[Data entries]

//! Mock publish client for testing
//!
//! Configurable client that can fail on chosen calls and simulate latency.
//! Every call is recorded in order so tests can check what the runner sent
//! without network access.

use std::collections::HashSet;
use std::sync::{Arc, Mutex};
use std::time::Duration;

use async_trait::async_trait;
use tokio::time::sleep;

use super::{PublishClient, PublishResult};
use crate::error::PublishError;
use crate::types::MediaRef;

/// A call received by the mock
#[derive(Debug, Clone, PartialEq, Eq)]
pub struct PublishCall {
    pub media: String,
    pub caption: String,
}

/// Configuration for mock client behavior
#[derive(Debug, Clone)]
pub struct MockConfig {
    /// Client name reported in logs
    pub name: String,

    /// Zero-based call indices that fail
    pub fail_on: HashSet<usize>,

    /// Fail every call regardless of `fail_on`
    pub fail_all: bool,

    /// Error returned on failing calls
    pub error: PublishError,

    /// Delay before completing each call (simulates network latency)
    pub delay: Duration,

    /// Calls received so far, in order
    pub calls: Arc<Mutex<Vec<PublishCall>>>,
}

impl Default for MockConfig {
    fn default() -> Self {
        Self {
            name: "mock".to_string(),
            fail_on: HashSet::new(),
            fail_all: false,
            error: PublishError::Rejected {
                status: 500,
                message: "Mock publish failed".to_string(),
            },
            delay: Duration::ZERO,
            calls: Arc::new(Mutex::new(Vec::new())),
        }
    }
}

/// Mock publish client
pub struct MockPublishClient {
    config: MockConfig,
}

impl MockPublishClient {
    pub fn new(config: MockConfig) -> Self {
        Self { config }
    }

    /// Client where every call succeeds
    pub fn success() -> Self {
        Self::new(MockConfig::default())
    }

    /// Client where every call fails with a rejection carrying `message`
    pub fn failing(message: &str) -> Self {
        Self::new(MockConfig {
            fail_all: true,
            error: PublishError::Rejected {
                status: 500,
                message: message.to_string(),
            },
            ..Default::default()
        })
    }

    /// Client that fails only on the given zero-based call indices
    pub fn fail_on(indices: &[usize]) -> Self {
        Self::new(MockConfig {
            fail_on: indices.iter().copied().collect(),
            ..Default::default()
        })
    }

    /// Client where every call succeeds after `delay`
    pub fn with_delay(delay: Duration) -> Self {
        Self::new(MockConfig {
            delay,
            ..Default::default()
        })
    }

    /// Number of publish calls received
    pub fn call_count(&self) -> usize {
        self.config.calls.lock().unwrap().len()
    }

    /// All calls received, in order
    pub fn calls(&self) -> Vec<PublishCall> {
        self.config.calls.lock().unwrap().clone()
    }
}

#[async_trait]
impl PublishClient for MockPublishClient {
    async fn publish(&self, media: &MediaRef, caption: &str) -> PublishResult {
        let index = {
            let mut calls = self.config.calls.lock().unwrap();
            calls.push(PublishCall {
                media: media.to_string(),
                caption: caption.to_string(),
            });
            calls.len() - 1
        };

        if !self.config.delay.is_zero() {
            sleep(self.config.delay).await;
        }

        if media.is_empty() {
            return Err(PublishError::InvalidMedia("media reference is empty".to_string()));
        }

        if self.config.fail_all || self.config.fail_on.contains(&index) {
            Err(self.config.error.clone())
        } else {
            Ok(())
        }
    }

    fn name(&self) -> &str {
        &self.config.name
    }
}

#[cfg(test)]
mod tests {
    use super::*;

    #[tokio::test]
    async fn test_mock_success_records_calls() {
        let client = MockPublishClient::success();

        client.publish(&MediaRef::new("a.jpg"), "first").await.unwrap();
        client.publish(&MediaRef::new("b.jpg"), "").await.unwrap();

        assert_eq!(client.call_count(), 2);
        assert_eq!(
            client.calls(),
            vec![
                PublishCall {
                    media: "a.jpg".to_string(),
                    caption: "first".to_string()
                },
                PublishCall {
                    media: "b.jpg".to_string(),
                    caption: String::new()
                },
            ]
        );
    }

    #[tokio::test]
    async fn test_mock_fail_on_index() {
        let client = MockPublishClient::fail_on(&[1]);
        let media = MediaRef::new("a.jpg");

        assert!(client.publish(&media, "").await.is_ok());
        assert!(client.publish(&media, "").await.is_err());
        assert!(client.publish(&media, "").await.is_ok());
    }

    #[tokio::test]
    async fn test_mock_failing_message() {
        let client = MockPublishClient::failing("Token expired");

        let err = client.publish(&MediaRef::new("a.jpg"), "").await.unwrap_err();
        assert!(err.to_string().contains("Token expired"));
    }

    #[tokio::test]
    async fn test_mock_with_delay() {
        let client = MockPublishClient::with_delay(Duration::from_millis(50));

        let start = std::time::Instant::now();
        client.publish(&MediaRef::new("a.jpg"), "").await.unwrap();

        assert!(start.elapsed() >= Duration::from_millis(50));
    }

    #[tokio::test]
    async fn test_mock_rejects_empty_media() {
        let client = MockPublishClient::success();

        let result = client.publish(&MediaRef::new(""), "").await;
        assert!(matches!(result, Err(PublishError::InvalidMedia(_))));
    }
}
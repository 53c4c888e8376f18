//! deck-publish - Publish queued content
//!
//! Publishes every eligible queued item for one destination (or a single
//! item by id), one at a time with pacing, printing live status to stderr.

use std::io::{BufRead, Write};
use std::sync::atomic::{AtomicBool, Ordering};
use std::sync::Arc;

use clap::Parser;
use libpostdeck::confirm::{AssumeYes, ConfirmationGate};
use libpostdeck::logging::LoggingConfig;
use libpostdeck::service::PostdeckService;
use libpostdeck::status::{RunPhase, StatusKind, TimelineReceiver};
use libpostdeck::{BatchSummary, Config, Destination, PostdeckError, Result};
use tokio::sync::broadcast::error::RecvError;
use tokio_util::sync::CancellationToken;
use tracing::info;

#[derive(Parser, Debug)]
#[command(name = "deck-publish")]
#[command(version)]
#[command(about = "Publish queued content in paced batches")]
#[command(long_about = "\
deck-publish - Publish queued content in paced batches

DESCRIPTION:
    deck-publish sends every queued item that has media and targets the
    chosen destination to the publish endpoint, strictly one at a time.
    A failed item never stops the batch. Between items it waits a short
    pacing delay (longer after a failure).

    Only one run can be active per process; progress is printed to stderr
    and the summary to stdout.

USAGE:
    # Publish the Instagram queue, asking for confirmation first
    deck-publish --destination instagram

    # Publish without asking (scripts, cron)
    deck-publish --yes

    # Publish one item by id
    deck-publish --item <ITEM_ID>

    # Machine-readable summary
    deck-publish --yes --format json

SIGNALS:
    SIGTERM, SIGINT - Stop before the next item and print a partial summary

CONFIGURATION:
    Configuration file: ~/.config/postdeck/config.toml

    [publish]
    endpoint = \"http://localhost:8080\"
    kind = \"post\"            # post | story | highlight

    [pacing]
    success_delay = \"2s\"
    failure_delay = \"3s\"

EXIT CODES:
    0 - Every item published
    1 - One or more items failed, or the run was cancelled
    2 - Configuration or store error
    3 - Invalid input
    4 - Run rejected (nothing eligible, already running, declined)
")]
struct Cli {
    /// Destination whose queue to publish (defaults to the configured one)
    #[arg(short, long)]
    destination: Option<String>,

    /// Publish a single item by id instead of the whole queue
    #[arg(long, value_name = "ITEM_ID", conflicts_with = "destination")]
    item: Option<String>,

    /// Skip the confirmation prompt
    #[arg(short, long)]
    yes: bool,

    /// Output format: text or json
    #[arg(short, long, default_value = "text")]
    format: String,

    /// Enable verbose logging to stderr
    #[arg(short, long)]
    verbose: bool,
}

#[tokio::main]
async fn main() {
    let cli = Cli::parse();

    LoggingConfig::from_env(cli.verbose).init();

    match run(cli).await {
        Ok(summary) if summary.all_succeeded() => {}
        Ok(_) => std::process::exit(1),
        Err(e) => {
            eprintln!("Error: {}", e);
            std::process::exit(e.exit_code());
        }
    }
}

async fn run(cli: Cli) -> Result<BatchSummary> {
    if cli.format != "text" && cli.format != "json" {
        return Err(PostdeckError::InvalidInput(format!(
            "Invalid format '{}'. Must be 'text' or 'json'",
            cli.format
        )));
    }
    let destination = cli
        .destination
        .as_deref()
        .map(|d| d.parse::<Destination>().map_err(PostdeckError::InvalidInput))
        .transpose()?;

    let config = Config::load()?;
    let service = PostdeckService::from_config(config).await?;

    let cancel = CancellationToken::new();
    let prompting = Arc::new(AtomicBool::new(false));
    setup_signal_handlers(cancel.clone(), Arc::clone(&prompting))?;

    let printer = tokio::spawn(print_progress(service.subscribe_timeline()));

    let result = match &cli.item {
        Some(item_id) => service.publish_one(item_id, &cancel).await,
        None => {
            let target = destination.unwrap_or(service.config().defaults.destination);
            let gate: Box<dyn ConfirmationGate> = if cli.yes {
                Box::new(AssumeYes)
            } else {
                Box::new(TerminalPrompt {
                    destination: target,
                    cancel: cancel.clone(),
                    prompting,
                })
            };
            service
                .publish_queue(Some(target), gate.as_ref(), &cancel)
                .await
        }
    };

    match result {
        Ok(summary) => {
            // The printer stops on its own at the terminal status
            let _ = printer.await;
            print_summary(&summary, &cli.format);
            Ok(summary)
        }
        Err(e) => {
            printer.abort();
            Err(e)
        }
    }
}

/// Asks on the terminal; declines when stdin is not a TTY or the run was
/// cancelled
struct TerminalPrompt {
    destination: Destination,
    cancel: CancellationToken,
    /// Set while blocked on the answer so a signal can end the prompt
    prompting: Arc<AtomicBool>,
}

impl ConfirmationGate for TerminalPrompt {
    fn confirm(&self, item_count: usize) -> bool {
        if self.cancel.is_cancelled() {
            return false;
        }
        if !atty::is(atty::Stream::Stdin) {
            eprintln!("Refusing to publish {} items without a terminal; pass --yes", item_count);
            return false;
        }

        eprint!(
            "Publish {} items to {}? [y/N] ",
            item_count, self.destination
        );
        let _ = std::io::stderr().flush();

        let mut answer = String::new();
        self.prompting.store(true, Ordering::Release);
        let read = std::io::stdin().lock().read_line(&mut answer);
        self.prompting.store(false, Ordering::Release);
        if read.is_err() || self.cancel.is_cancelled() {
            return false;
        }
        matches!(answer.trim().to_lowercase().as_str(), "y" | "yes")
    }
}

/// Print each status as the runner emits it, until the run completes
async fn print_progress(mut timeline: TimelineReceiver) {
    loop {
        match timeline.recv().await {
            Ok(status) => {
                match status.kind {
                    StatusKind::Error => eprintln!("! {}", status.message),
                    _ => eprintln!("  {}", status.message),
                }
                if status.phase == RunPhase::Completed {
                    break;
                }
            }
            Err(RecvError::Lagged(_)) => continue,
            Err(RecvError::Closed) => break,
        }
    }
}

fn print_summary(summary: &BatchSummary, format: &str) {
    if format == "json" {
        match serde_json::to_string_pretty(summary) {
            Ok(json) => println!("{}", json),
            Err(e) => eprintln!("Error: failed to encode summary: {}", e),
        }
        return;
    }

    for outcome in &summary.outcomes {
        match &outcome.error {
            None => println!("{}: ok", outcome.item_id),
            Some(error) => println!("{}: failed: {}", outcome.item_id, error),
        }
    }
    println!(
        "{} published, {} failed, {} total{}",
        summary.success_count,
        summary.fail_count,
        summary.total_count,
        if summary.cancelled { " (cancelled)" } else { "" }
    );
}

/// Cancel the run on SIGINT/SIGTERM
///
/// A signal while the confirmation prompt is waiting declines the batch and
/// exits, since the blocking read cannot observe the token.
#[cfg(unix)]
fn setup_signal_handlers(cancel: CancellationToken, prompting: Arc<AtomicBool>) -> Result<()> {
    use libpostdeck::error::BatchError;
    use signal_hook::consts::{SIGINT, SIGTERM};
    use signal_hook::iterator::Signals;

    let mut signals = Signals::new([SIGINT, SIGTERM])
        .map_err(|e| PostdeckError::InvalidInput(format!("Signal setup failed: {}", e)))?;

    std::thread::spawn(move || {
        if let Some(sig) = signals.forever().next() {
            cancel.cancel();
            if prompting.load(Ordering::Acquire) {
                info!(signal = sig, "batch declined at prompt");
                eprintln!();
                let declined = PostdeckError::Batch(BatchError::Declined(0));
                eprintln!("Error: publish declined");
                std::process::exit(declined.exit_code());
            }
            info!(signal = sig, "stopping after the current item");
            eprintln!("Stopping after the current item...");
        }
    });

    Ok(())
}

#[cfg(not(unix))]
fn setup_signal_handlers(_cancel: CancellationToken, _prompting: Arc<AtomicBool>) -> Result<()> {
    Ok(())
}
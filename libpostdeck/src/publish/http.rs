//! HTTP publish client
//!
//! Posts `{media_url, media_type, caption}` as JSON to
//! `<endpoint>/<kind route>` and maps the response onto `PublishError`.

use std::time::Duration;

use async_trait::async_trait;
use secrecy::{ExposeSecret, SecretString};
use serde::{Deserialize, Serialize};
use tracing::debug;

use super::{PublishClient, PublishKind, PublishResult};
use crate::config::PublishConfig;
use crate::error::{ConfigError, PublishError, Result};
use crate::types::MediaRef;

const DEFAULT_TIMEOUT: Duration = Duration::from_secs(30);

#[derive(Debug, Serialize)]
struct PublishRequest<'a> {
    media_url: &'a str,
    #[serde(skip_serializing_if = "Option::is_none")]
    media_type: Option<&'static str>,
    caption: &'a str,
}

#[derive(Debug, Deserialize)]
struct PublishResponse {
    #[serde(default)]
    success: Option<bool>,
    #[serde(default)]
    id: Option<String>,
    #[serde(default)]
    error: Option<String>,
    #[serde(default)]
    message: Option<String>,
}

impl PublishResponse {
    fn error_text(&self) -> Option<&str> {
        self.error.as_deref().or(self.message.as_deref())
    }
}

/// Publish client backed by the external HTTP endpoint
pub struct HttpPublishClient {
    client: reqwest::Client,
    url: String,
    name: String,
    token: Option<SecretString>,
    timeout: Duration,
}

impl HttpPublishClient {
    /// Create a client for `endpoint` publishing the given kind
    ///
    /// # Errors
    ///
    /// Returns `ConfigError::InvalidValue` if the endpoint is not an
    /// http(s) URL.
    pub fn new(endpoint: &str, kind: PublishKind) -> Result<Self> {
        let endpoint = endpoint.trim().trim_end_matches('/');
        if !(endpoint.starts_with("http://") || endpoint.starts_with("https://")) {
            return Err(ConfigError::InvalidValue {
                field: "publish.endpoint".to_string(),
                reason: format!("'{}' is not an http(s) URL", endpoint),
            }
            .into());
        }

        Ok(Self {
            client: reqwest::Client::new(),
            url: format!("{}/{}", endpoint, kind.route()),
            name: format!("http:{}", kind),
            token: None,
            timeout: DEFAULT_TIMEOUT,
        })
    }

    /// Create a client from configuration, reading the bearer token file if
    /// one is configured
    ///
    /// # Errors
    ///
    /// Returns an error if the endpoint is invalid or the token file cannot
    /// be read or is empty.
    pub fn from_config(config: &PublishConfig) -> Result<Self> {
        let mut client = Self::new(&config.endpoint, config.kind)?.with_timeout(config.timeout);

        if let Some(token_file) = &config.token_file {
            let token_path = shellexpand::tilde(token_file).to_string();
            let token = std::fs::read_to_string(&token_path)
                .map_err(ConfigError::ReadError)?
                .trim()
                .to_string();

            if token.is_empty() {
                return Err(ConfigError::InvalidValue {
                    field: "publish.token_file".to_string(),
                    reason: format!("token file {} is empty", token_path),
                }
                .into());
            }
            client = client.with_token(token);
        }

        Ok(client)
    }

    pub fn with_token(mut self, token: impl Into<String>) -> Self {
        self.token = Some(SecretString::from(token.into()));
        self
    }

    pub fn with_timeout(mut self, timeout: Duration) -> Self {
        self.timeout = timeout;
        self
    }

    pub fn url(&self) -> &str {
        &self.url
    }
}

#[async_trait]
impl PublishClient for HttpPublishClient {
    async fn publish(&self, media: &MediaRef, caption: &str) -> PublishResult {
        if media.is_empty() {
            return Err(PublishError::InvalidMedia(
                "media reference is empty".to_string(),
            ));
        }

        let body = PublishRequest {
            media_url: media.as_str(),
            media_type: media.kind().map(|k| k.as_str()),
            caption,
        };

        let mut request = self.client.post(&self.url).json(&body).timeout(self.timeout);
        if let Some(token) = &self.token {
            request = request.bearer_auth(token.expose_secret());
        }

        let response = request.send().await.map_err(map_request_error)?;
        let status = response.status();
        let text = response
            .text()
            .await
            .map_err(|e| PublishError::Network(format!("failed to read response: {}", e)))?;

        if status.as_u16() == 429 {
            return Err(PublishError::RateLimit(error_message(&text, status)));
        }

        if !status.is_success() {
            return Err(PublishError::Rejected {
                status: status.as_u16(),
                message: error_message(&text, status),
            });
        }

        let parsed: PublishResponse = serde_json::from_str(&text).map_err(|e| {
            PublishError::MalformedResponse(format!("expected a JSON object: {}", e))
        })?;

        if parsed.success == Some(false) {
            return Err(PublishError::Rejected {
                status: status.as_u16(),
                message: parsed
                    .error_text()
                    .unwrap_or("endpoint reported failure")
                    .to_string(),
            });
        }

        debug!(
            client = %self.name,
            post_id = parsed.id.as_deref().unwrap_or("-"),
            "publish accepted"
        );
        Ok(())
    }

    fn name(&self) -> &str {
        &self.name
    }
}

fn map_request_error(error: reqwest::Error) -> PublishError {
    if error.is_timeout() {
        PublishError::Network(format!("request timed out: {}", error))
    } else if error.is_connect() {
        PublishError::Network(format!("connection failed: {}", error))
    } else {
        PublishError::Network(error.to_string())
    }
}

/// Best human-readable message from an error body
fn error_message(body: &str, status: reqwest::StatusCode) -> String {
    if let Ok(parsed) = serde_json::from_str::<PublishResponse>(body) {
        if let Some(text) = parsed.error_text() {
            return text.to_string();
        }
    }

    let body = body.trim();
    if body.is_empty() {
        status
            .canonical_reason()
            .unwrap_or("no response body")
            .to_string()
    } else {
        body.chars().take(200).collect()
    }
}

■ WHAT THIS TASK INVOLVES: Show the lines where the word "that" appears in the entries.

■ RESULT FOR THIS TASK:
//! Configurable client that can fail on chosen calls and simulate latency.
    /// Zero-based call indices that fail
    /// Client that fails only on the given zero-based call indices
    deck-publish sends every queued item that has media and targets the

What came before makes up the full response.